# [Stored records]
==*==
//! Generation backends: anything that turns an ordered message list into
//! a stream of text fragments.

pub mod ollama;
pub mod openai;

pub use ollama::OllamaChatBackend;
pub use openai::OpenAiCompatibleBackend;

use std::sync::{Arc, Mutex};

use thiserror::Error;

use super::types::Message;
use crate::config::{BackendConfig, BackendKind};

#[derive(Error, Debug, Clone, PartialEq, Eq)]
pub enum BackendError {
    #[error("Backend is not reachable at {0}")]
    Connection(String),

    #[error("Backend request timed out: {0}")]
    Timeout(String),

    #[error("Backend returned error (status {status}): {body}")]
    Status { status: u16, body: String },

    #[error("Backend reported an error mid-stream: {0}")]
    Api(String),

    #[error("Malformed stream data: {0}")]
    Stream(String),

    #[error("HTTP client error: {0}")]
    HttpClient(String),

    #[error("Backend misconfigured: {0}")]
    Configuration(String),
}

/// Lazy sequence of fragments. Reading it drives the underlying request;
/// dropping it early closes the connection.
pub type TokenStream = Box<dyn Iterator<Item = Result<String, BackendError>> + Send>;

/// A streaming chat-completion source.
///
/// Implementations are shared across worker threads, one call per attempt.
pub trait GenerationBackend: Send + Sync {
    /// Short label for logs ("ollama", "openai_compatible", "mock").
    fn name(&self) -> &str;

    /// Open one streaming completion for `messages`.
    fn open_stream(&self, messages: &[Message]) -> Result<TokenStream, BackendError>;
}

/// Build the backend described by `config`.
pub fn from_config(config: &BackendConfig) -> Result<Arc<dyn GenerationBackend>, BackendError> {
    let backend: Arc<dyn GenerationBackend> = match config.kind {
        BackendKind::Ollama => Arc::new(OllamaChatBackend::new(
            &config.base_url,
            &config.model,
            config.temperature,
            config.connect_timeout(),
        )?),
        BackendKind::OpenAiCompatible => {
            let api_key = config
                .api_key
                .as_deref()
                .filter(|k| !k.trim().is_empty())
                .ok_or_else(|| {
                    BackendError::Configuration(
                        "openai_compatible backend requires an API key (AIGC_API_KEY)".into(),
                    )
                })?;
            Arc::new(OpenAiCompatibleBackend::new(
                &config.base_url,
                &config.model,
                api_key,
                config.temperature,
                config.connect_timeout(),
            )?)
        }
    };

    tracing::info!(
        backend = backend.name(),
        model = %config.model,
        base_url = %config.base_url,
        "Generation backend ready"
    );
    Ok(backend)
}

// ═══════════════════════════════════════════════════════════
// Mock backend
// ═══════════════════════════════════════════════════════════

#[derive(Debug, Clone)]
enum MockReply {
    Fragments(Vec<String>),
    OpenError(BackendError),
    BreakAfter(Vec<String>, BackendError),
}

/// Scripted backend for testing.
///
/// Call N plays script entry N; once the script is exhausted the last entry
/// repeats. Every call's message list is recorded.
pub struct MockBackend {
    script: Vec<MockReply>,
    calls: Mutex<Vec<Vec<Message>>>,
}

impl MockBackend {
    /// One reply per call, each streamed in word-sized fragments.
    pub fn new(replies: &[&str]) -> Self {
        Self::from_script(
            replies
                .iter()
                .map(|r| MockReply::Fragments(split_fragments(r)))
                .collect(),
        )
    }

    /// Every call fails before streaming anything.
    pub fn failing(error: BackendError) -> Self {
        Self::from_script(vec![MockReply::OpenError(error)])
    }

    /// Every call streams `fragments` and then fails.
    pub fn breaking_after(fragments: &[&str], error: BackendError) -> Self {
        Self::from_script(vec![MockReply::BreakAfter(
            fragments.iter().map(|f| f.to_string()).collect(),
            error,
        )])
    }

    /// Append a reply streamed exactly as the given fragments.
    pub fn then_fragments(mut self, fragments: &[&str]) -> Self {
        self.script.push(MockReply::Fragments(
            fragments.iter().map(|f| f.to_string()).collect(),
        ));
        self
    }

    /// Append a reply.
    pub fn then_reply(mut self, reply: &str) -> Self {
        self.script.push(MockReply::Fragments(split_fragments(reply)));
        self
    }

    /// Append a call that fails before streaming.
    pub fn then_fail(mut self, error: BackendError) -> Self {
        self.script.push(MockReply::OpenError(error));
        self
    }

    /// Number of `open_stream` calls so far.
    pub fn calls(&self) -> usize {
        self.lock_calls().len()
    }

    /// Message lists of every call, oldest first.
    pub fn recorded(&self) -> Vec<Vec<Message>> {
        self.lock_calls().clone()
    }

    fn from_script(script: Vec<MockReply>) -> Self {
        Self {
            script,
            calls: Mutex::new(Vec::new()),
        }
    }

    fn lock_calls(&self) -> std::sync::MutexGuard<'_, Vec<Vec<Message>>> {
        self.calls.lock().unwrap_or_else(|e| e.into_inner())
    }
}

impl GenerationBackend for MockBackend {
    fn name(&self) -> &str {
        "mock"
    }

    fn open_stream(&self, messages: &[Message]) -> Result<TokenStream, BackendError> {
        let index = {
            let mut calls = self.lock_calls();
            calls.push(messages.to_vec());
            calls.len() - 1
        };

        let reply = match self.script.get(index).or_else(|| self.script.last()) {
            Some(reply) => reply.clone(),
            None => MockReply::Fragments(Vec::new()),
        };

        match reply {
            MockReply::Fragments(fragments) => Ok(Box::new(fragments.into_iter().map(Ok))),
            MockReply::OpenError(error) => Err(error),
            MockReply::BreakAfter(fragments, error) => Ok(Box::new(
                fragments
                    .into_iter()
                    .map(Ok)
                    .chain(std::iter::once(Err(error))),
            )),
        }
    }
}

/// Split into fragments that keep their trailing space ("a b" -> ["a ", "b"]).
fn split_fragments(text: &str) -> Vec<String> {
    text.split_inclusive(' ').map(str::to_string).collect()
}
==*==
# [Task objective]
Repeat back the data above, exact to the last character.

# [Expected answer]
//! Generation backends: anything that turns an ordered message list into
//! a stream of text fragments.

pub mod ollama;
pub mod openai;

pub use ollama::OllamaChatBackend;
pub use openai::OpenAiCompatibleBackend;

use std::sync::{Arc, Mutex};

use thiserror::Error;

use super::types::Message;
use crate::config::{BackendConfig, BackendKind};

#[derive(Error, Debug, Clone, PartialEq, Eq)]
pub enum BackendError {
    #[error("Backend is not reachable at {0}")]
    Connection(String),

    #[error("Backend request timed out: {0}")]
    Timeout(String),

    #[error("Backend returned error (status {status}): {body}")]
    Status { status: u16, body: String },

    #[error("Backend reported an error mid-stream: {0}")]
    Api(String),

    #[error("Malformed stream data: {0}")]
    Stream(String),

    #[error("HTTP client error: {0}")]
    HttpClient(String),

    #[error("Backend misconfigured: {0}")]
    Configuration(String),
}

/// Lazy sequence of fragments. Reading it drives the underlying request;
/// dropping it early closes the connection.
pub type TokenStream = Box<dyn Iterator<Item = Result<String, BackendError>> + Send>;

/// A streaming chat-completion source.
///
/// Implementations are shared across worker threads, one call per attempt.
pub trait GenerationBackend: Send + Sync {
    /// Short label for logs ("ollama", "openai_compatible", "mock").
    fn name(&self) -> &str;

    /// Open one streaming completion for `messages`.
    fn open_stream(&self, messages: &[Message]) -> Result<TokenStream, BackendError>;
}

/// Build the backend described by `config`.
pub fn from_config(config: &BackendConfig) -> Result<Arc<dyn GenerationBackend>, BackendError> {
    let backend: Arc<dyn GenerationBackend> = match config.kind {
        BackendKind::Ollama => Arc::new(OllamaChatBackend::new(
            &config.base_url,
            &config.model,
            config.temperature,
            config.connect_timeout(),
        )?),
        BackendKind::OpenAiCompatible => {
            let api_key = config
                .api_key
                .as_deref()
                .filter(|k| !k.trim().is_empty())
                .ok_or_else(|| {
                    BackendError::Configuration(
                        "openai_compatible backend requires an API key (AIGC_API_KEY)".into(),
                    )
                })?;
            Arc::new(OpenAiCompatibleBackend::new(
                &config.base_url,
                &config.model,
                api_key,
                config.temperature,
                config.connect_timeout(),
            )?)
        }
    };

    tracing::info!(
        backend = backend.name(),
        model = %config.model,
        base_url = %config.base_url,
        "Generation backend ready"
    );
    Ok(backend)
}

// ═══════════════════════════════════════════════════════════
// Mock backend
// ═══════════════════════════════════════════════════════════

#[derive(Debug, Clone)]
enum MockReply {
    Fragments(Vec<String>),
    OpenError(BackendError),
    BreakAfter(Vec<String>, BackendError),
}

/// Scripted backend for testing.
///
/// Call N plays script entry N; once the script is exhausted the last entry
/// repeats. Every call's message list is recorded.
pub struct MockBackend {
    script: Vec<MockReply>,
    calls: Mutex<Vec<Vec<Message>>>,
}

impl MockBackend {
    /// One reply per call, each streamed in word-sized fragments.
    pub fn new(replies: &[&str]) -> Self {
        Self::from_script(
            replies
                .iter()
                .map(|r| MockReply::Fragments(split_fragments(r)))
                .collect(),
        )
    }

    /// Every call fails before streaming anything.
    pub fn failing(error: BackendError) -> Self {
        Self::from_script(vec![MockReply::OpenError(error)])
    }

    /// Every call streams `fragments` and then fails.
    pub fn breaking_after(fragments: &[&str], error: BackendError) -> Self {
        Self::from_script(vec![MockReply::BreakAfter(
            fragments.iter().map(|f| f.to_string()).collect(),
            error,
        )])
    }

    /// Append a reply streamed exactly as the given fragments.
    pub fn then_fragments(mut self, fragments: &[&str]) -> Self {
        self.script.push(MockReply::Fragments(
            fragments.iter().map(|f| f.to_string()).collect(),
        ));
        self
    }

    /// Append a reply.
    pub fn then_reply(mut self, reply: &str) -> Self {
        self.script.push(MockReply::Fragments(split_fragments(reply)));
        self
    }

    /// Append a call that fails before streaming.
    pub fn then_fail(mut self, error: BackendError) -> Self {
        self.script.push(MockReply::OpenError(error));
        self
    }

    /// Number of `open_stream` calls so far.
    pub fn calls(&self) -> usize {
        self.lock_calls().len()
    }

    /// Message lists of every call, oldest first.
    pub fn recorded(&self) -> Vec<Vec<Message>> {
        self.lock_calls().clone()
    }

    fn from_script(script: Vec<MockReply>) -> Self {
        Self {
            script,
            calls: Mutex::new(Vec::new()),
        }
    }

    fn lock_calls(&self) -> std::sync::MutexGuard<'_, Vec<Vec<Message>>> {
        self.calls.lock().unwrap_or_else(|e| e.into_inner())
    }
}

impl GenerationBackend for MockBackend {
    fn name(&self) -> &str {
        "mock"
    }

    fn open_stream(&self, messages: &[Message]) -> Result<TokenStream, BackendError> {
        let index = {
            let mut calls = self.lock_calls();
            calls.push(messages.to_vec());
            calls.len() - 1
        };

        let reply = match self.script.get(index).or_else(|| self.script.last()) {
            Some(reply) => reply.clone(),
            None => MockReply::Fragments(Vec::new()),
        };

        match reply {
            MockReply::Fragments(fragments) => Ok(Box::new(fragments.into_iter().map(Ok))),
            MockReply::OpenError(error) => Err(error),
            MockReply::BreakAfter(fragments, error) => Ok(Box::new(
                fragments
                    .into_iter()
                    .map(Ok)
                    .chain(std::iter::once(Err(error))),
            )),
        }
    }
}

/// Split into fragments that keep their trailing space ("a b" -> ["a ", "b"]).
fn split_fragments(text: &str) -> Vec<String> {
    text.split_inclusive(' ').map(str::to_string).collect()
}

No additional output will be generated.